Figure 23-8 An ultrasound scan of the edge of a parietal cephalhematoma (compare with Fig. 23-3, B).
The periosteum is raised by the sonolucent blood; its width and echogenicity result from subperiosteal bone formation that is too minimal to show on radiographs. (Courtesy Dr. Daniel Nussle, Geneva, Switzerland.)
e-Figure 23-6 Changes in an ossifying subperiosteal hematoma on the left parietal bone of a 6-week-old infant who had been delivered by forceps.
Frontal (A) and lateral (B) projections are shown. A thin but incomplete shell of bone covers the hematoma. C, An occipital subperiosteal cephalhematoma with a complete and thicker shell of bone over the radiolucent mass of organized hematoma, both of which are sharply limited below at the level of the mendosal suture.
e-Figure 23-7 An ossifying subperiosteal cephalhematoma on the occipital squamosa of a 4-month-old infant.
The cephalhematoma extends from the lambdoid suture above to the level of the mendosal suture below, which is already fused. The large radiolucent patches beneath the subperiosteal shell of newly formed bone are cast by masses of blood in varying degrees of organization and resorption.

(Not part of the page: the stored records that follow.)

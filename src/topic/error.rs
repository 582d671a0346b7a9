//! Error types and utilities for the topic module
//!
//! This module contains the composite error type and shared constants
//! for the entire topic module, while individual error types remain
//! in their respective modules.

use thiserror::Error;

use super::topic_builder::TopicBuildError;
use super::topic_matcher::TopicMatchError;

/// Comprehensive error type for all topic operations
///
/// This enum aggregates the builder and matcher errors, providing a
/// single error type for callers that mix both operations while
/// keeping the detailed error information from each submodule.
#[derive(Error, Debug, Clone, PartialEq, Eq)]
pub enum TopicError {
	/// Topic construction error
	#[error("Topic build error: {0}")]
	Build(#[from] TopicBuildError),

	/// Topic recognition error
	#[error("Topic match error: {0}")]
	Match(#[from] TopicMatchError),
}

/// Convenient Result type for mixed topic operations
pub type TopicResult<T> = Result<T, TopicError>;

/// Convenient Result type for builder operations
pub type BuildResult<T> = Result<T, TopicBuildError>;

/// Convenient Result type for matcher operations
pub type MatchResult<T> = Result<T, TopicMatchError>;

/// Topic processing limits and constants
pub mod limits {
	use crate::topic::api::{TOPIC_BRIDGE, TOPIC_PREFIX};

	/// Maximum thing name length accepted by AWS IoT Core.
	pub const THING_NAME_MAX_LENGTH: usize = 128;

	/// Length of the longest topic the builder can produce: a
	/// maximum-length thing name with the longest format/suffix tail.
	pub const MAX_TOPIC_LENGTH: usize = TOPIC_PREFIX.len()
		+ THING_NAME_MAX_LENGTH
		+ TOPIC_BRIDGE.len()
		+ "cbor/accepted".len();
}

/// Validation utilities for topic operations
pub mod validation {
	use super::limits::THING_NAME_MAX_LENGTH;
	use super::TopicBuildError;

	/// Validates a thing name for topic construction.
	///
	/// The name must be non-empty and at most
	/// [`THING_NAME_MAX_LENGTH`] bytes long. The matcher deliberately
	/// does not apply this check; only construction does.
	pub fn validate_thing_name(
		thing_name: &str,
	) -> Result<(), TopicBuildError> {
		let length = thing_name.len();
		if length == 0 || length > THING_NAME_MAX_LENGTH {
			return Err(TopicBuildError::invalid_thing_name(length));
		}

		Ok(())
	}
}
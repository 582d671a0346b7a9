//! Report field key names
//!
//! Every key exists in a verbose and an abbreviated spelling, for
//! example `"header"` and `"hed"`. The service understands both, but
//! a report must use one vocabulary consistently, so the choice is
//! made once at compile time via the `long-keys` feature.

/// Defines one report key constant in the vocabulary selected by the
/// `long-keys` feature.
macro_rules! report_key {
	($(#[$doc:meta])* $name:ident: $long:literal, $short:literal) => {
		$(#[$doc])*
		#[cfg(feature = "long-keys")]
		pub const $name: &str = $long;

		$(#[$doc])*
		#[cfg(not(feature = "long-keys"))]
		pub const $name: &str = $short;
	};
}

report_key!(
	/// Report header object
	HEADER: "header", "hed"
);
report_key!(
	/// Metrics object holding all measurements
	METRICS: "metrics", "met"
);
report_key!(
	/// Monotonically increasing report identifier
	REPORT_ID: "report_id", "rid"
);
report_key!(
	/// Report schema version
	VERSION: "version", "v"
);
report_key!(
	/// TCP connections object
	TCP_CONNECTIONS: "tcp_connections", "tc"
);
report_key!(
	/// Established TCP connections object
	ESTABLISHED_CONNECTIONS: "established_connections", "ec"
);
report_key!(
	/// List of individual connections
	CONNECTIONS: "connections", "cs"
);
report_key!(
	/// Remote address of a connection
	REMOTE_ADDR: "remote_addr", "rad"
);
report_key!(
	/// Local port of a connection
	LOCAL_PORT: "local_port", "lp"
);
report_key!(
	/// Local interface of a connection
	LOCAL_INTERFACE: "local_interface", "li"
);
report_key!(
	/// Count total accompanying a list
	TOTAL: "total", "t"
);
report_key!(
	/// Listening TCP ports object
	LISTENING_TCP_PORTS: "listening_tcp_ports", "tp"
);
report_key!(
	/// List of port entries
	PORTS: "ports", "pts"
);
report_key!(
	/// Port number of an entry
	PORT: "port", "pt"
);
report_key!(
	/// Interface a port is bound to
	INTERFACE: "interface", "if"
);
report_key!(
	/// Listening UDP ports object
	LISTENING_UDP_PORTS: "listening_udp_ports", "up"
);
report_key!(
	/// Network statistics object
	NETWORK_STATS: "network_stats", "ns"
);
report_key!(
	/// Bytes received since the last report
	BYTES_IN: "bytes_in", "bi"
);
report_key!(
	/// Bytes sent since the last report
	BYTES_OUT: "bytes_out", "bo"
);
report_key!(
	/// Packets received since the last report
	PACKETS_IN: "packets_in", "pi"
);
report_key!(
	/// Packets sent since the last report
	PACKETS_OUT: "packets_out", "po"
);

In some cases, the space between a new shell of bone and the inner table remains widened for many years, and the space originally occupied by the hematoma becomes filled with normal diploic bone (Fig. 23-9). In other cases, large and small cystlike defects persist in the sites of cephalhematomas (e-Fig. 23-10).6 Infantile cephalhematoma occasionally persists into adult life, when symptomless large segments of bone production and destruction still may be visible in the calvarium (cephalhematoma deformans) (e-Fig. 23-11).7 The possibility of a prior neonatal cephalhematoma should be considered in practically all lesions of parietal and occipital bones in older infants, children, and adults. An adequate history of the state of the neonatal head should be taken before the final radiographic evaluation of lesions of the calvarium is made.